▸ **EXERCISE GOAL**
Scan the entries for "frames". Every line that holds it is to be copied.

▸ **Saved entries**
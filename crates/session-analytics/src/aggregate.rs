//! Per-frame aggregation and engagement scoring

use behavior::FrameClassification;
use serde::{Deserialize, Serialize};
use tracing::debug;

use crate::history::{HistoryEntry, SessionHistory};

/// Score reported for a frame without faces
pub const NEUTRAL_ENGAGEMENT: f64 = 100.0;

/// Aggregation configuration
#[derive(Debug, Clone, PartialEq, Serialize, Deserialize)]
#[serde(default)]
pub struct AnalyticsConfig {
    /// Engagement below this marks the frame as a distraction event
    pub distraction_event_threshold: f64,
}

impl Default for AnalyticsConfig {
    fn default() -> Self {
        Self {
            distraction_event_threshold: 70.0,
        }
    }
}

/// Class-wide statistics for one frame
#[derive(Debug, Clone, Copy, PartialEq, Serialize, Deserialize)]
pub struct FrameAggregate {
    pub total: usize,
    #[serde(rename = "distracted")]
    pub distracted_count: usize,
    #[serde(rename = "drowsy")]
    pub drowsy_count: usize,
    #[serde(rename = "engagement")]
    pub engagement_score: f64,
}

impl FrameAggregate {
    /// Aggregate of a frame in which nobody was detected
    pub fn neutral() -> Self {
        Self {
            total: 0,
            distracted_count: 0,
            drowsy_count: 0,
            engagement_score: NEUTRAL_ENGAGEMENT,
        }
    }
}

/// Engagement in [0, 100].
///
/// A face that is both drowsy and distracted is penalized twice.
pub fn engagement_score(total: usize, distracted_count: usize, drowsy_count: usize) -> f64 {
    if total == 0 {
        return NEUTRAL_ENGAGEMENT;
    }
    let flagged = (distracted_count + drowsy_count) as f64;
    (100.0 - flagged / total as f64 * 100.0).clamp(0.0, 100.0)
}

/// Owns the session history and folds classified frames into it
#[derive(Debug, Clone, Default)]
pub struct SessionAggregator {
    config: AnalyticsConfig,
    history: SessionHistory,
}

impl SessionAggregator {
    pub fn new(config: AnalyticsConfig) -> Self {
        Self {
            config,
            history: SessionHistory::new(),
        }
    }

    /// Aggregate one frame; frames without faces are neutral and not logged
    pub fn aggregate(&mut self, frame: &FrameClassification) -> FrameAggregate {
        let total = frame.faces.len();
        if total == 0 {
            return FrameAggregate::neutral();
        }

        let distracted_count = frame.distracted_count();
        let drowsy_count = frame.drowsy_count();
        let score = engagement_score(total, distracted_count, drowsy_count);
        let distraction_event = score < self.config.distraction_event_threshold;

        self.history.note_frame_size(frame.width, frame.height);
        self.history.push_entry(HistoryEntry {
            timestamp_ms: frame.timestamp_ms,
            engagement_score: score,
            distraction_event,
        });
        for face in &frame.faces {
            self.history.push_face(&face.emotion, face.screen_position);
        }

        debug!(
            "Frame {}ms: total={} distracted={} drowsy={} engagement={:.1}",
            frame.timestamp_ms, total, distracted_count, drowsy_count, score
        );

        FrameAggregate {
            total,
            distracted_count,
            drowsy_count,
            engagement_score: score,
        }
    }

    pub fn history(&self) -> &SessionHistory {
        &self.history
    }

    pub fn config(&self) -> &AnalyticsConfig {
        &self.config
    }
}
//! Head pose seam and the distraction / look-direction classifier

use serde::{Deserialize, Serialize};

use crate::config::PoseThresholds;
use crate::landmarks::{LandmarkSet, Point2};

/// Head pose (Euler angles, degrees)
#[derive(Debug, Clone, Copy, Default, PartialEq, Serialize, Deserialize)]
pub struct HeadPose {
    /// Pitch (up-down tilt), negative when looking down
    pub pitch: f64,
    /// Yaw (left-right rotation), negative when looking left
    pub yaw: f64,
}

/// Outcome of a pose solve
#[derive(Debug, Clone, Copy, PartialEq, Serialize, Deserialize)]
pub enum PoseEstimate {
    Solved(HeadPose),
    /// Solver failed to converge
    Unavailable,
}

impl PoseEstimate {
    pub fn angles(&self) -> Option<HeadPose> {
        match self {
            PoseEstimate::Solved(pose) => Some(*pose),
            PoseEstimate::Unavailable => None,
        }
    }
}

/// 3D point in model space
#[derive(Debug, Clone, Copy, PartialEq)]
pub struct Point3 {
    pub x: f64,
    pub y: f64,
    pub z: f64,
}

/// Generic face model matching [`crate::Landmark::POSE_POINTS`]
pub const FACE_MODEL: [Point3; 6] = [
    Point3 { x: 0.0, y: 0.0, z: 0.0 },
    Point3 { x: 0.0, y: -330.0, z: -65.0 },
    Point3 { x: -225.0, y: 170.0, z: -135.0 },
    Point3 { x: 225.0, y: 170.0, z: -135.0 },
    Point3 { x: -150.0, y: -150.0, z: -125.0 },
    Point3 { x: 150.0, y: -150.0, z: -125.0 },
];

/// Pinhole camera with no lens distortion
#[derive(Debug, Clone, Copy, PartialEq)]
pub struct CameraIntrinsics {
    pub focal_length: f64,
    pub center_x: f64,
    pub center_y: f64,
}

impl CameraIntrinsics {
    /// Focal length approximated by the frame width, principal point at the centre
    pub fn approximate(width: u32, height: u32) -> Self {
        Self {
            focal_length: width as f64,
            center_x: width as f64 / 2.0,
            center_y: height as f64 / 2.0,
        }
    }

    /// Row-major 3x3 camera matrix
    pub fn matrix(&self) -> [[f64; 3]; 3] {
        [
            [self.focal_length, 0.0, self.center_x],
            [0.0, self.focal_length, self.center_y],
            [0.0, 0.0, 1.0],
        ]
    }
}

/// Inputs to a perspective-n-point solve
#[derive(Debug, Clone, PartialEq)]
pub struct PnpProblem {
    pub image_points: [Point2; 6],
    pub model_points: &'static [Point3; 6],
    pub camera: CameraIntrinsics,
}

impl PnpProblem {
    pub fn for_face(face: &LandmarkSet) -> Self {
        Self {
            image_points: face.pose_points(),
            model_points: &FACE_MODEL,
            camera: CameraIntrinsics::approximate(face.width(), face.height()),
        }
    }
}

/// External head-pose solver.
///
/// Implementations return angles in degrees, or `Unavailable` when the solve
/// does not converge.
pub trait PoseSolver: Send + Sync {
    fn solve(&self, problem: &PnpProblem) -> PoseEstimate;
}

impl<F> PoseSolver for F
where
    F: Fn(&PnpProblem) -> PoseEstimate + Send + Sync,
{
    fn solve(&self, problem: &PnpProblem) -> PoseEstimate {
        self(problem)
    }
}

/// Solver used when none is wired in; every face fails open
#[derive(Debug, Clone, Copy, Default)]
pub struct UnavailablePoseSolver;

impl PoseSolver for UnavailablePoseSolver {
    fn solve(&self, _problem: &PnpProblem) -> PoseEstimate {
        PoseEstimate::Unavailable
    }
}

/// Coarse look direction
#[derive(Debug, Clone, Copy, PartialEq, Eq, Default, Serialize, Deserialize)]
pub enum LookDirection {
    #[default]
    Center,
    Up,
    Down,
    Left,
    Right,
}

/// Distraction reading for one face
#[derive(Debug, Clone, Copy, PartialEq)]
pub struct PoseReading {
    pub pose: PoseEstimate,
    pub distracted: bool,
    pub looking_direction: LookDirection,
}

/// Maps pose angles to a distraction flag and a look direction.
///
/// The two use independent thresholds; a face can be `Center` and still
/// distracted.
#[derive(Debug, Clone, Copy)]
pub struct DistractionClassifier {
    thresholds: PoseThresholds,
}

impl DistractionClassifier {
    pub fn new(thresholds: PoseThresholds) -> Self {
        Self { thresholds }
    }

    pub fn classify(&self, pose: PoseEstimate) -> PoseReading {
        let Some(angles) = pose.angles() else {
            return PoseReading {
                pose,
                distracted: false,
                looking_direction: LookDirection::Center,
            };
        };

        PoseReading {
            pose,
            distracted: self.is_distracted(angles),
            looking_direction: self.direction(angles),
        }
    }

    fn is_distracted(&self, angles: HeadPose) -> bool {
        angles.pitch.abs() > self.thresholds.distraction_pitch
            || angles.yaw.abs() > self.thresholds.distraction_yaw
    }

    fn direction(&self, angles: HeadPose) -> LookDirection {
        let limit = self.thresholds.direction;
        if angles.pitch < -limit {
            LookDirection::Down
        } else if angles.pitch > limit {
            LookDirection::Up
        } else if angles.yaw < -limit {
            LookDirection::Left
        } else if angles.yaw > limit {
            LookDirection::Right
        } else {
            LookDirection::Center
        }
    }
}

#[cfg(test)]
mod tests {
    use super::*;
    use crate::landmarks::fixtures;

    fn solved(pitch: f64, yaw: f64) -> PoseEstimate {
        PoseEstimate::Solved(HeadPose { pitch, yaw })
    }

    fn classifier() -> DistractionClassifier {
        DistractionClassifier::new(PoseThresholds::default())
    }

    #[test]
    fn test_direction_precedence() {
        let c = classifier();
        assert_eq!(c.classify(solved(-11.0, 30.0)).looking_direction, LookDirection::Down);
        assert_eq!(c.classify(solved(11.0, -30.0)).looking_direction, LookDirection::Up);
        assert_eq!(c.classify(solved(5.0, -11.0)).looking_direction, LookDirection::Left);
        assert_eq!(c.classify(solved(5.0, 11.0)).looking_direction, LookDirection::Right);
        assert_eq!(c.classify(solved(10.0, -10.0)).looking_direction, LookDirection::Center);
    }

    #[test]
    fn test_distraction_thresholds() {
        let c = classifier();
        assert!(!c.classify(solved(15.0, 20.0)).distracted);
        assert!(c.classify(solved(-15.5, 0.0)).distracted);
        assert!(c.classify(solved(0.0, 20.5)).distracted);
    }

    #[test]
    fn test_thresholds_are_independent() {
        let thresholds = PoseThresholds {
            direction: 30.0,
            ..Default::default()
        };
        let reading = DistractionClassifier::new(thresholds).classify(solved(0.0, 25.0));
        assert_eq!(reading.looking_direction, LookDirection::Center);
        assert!(reading.distracted);
    }

    #[test]
    fn test_unavailable_fails_open() {
        let reading = classifier().classify(PoseEstimate::Unavailable);
        assert!(!reading.distracted);
        assert_eq!(reading.looking_direction, LookDirection::Center);
    }

    #[test]
    fn test_problem_uses_frame_geometry() {
        let problem = PnpProblem::for_face(&fixtures::open_eyed_face());
        assert_eq!(problem.camera.focal_length, 640.0);
        assert_eq!(problem.camera.center_x, 320.0);
        assert_eq!(problem.camera.center_y, 240.0);
        assert_eq!(problem.image_points[0], Point2::new(320.4, 250.9));
        assert_eq!(problem.model_points[1].y, -330.0);
    }

    #[test]
    fn test_closure_solver() {
        let solver = |problem: &PnpProblem| {
            if problem.camera.focal_length > 0.0 {
                solved(-12.0, 3.0)
            } else {
                PoseEstimate::Unavailable
            }
        };
        let problem = PnpProblem::for_face(&fixtures::open_eyed_face());
        assert_eq!(solver.solve(&problem), solved(-12.0, 3.0));
        assert_eq!(UnavailablePoseSolver.solve(&problem), PoseEstimate::Unavailable);
    }
}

▸ **YOUR RESPONSE**
/// Owns the session history and folds classified frames into it
    /// Aggregate one frame; frames without faces are neutral and not logged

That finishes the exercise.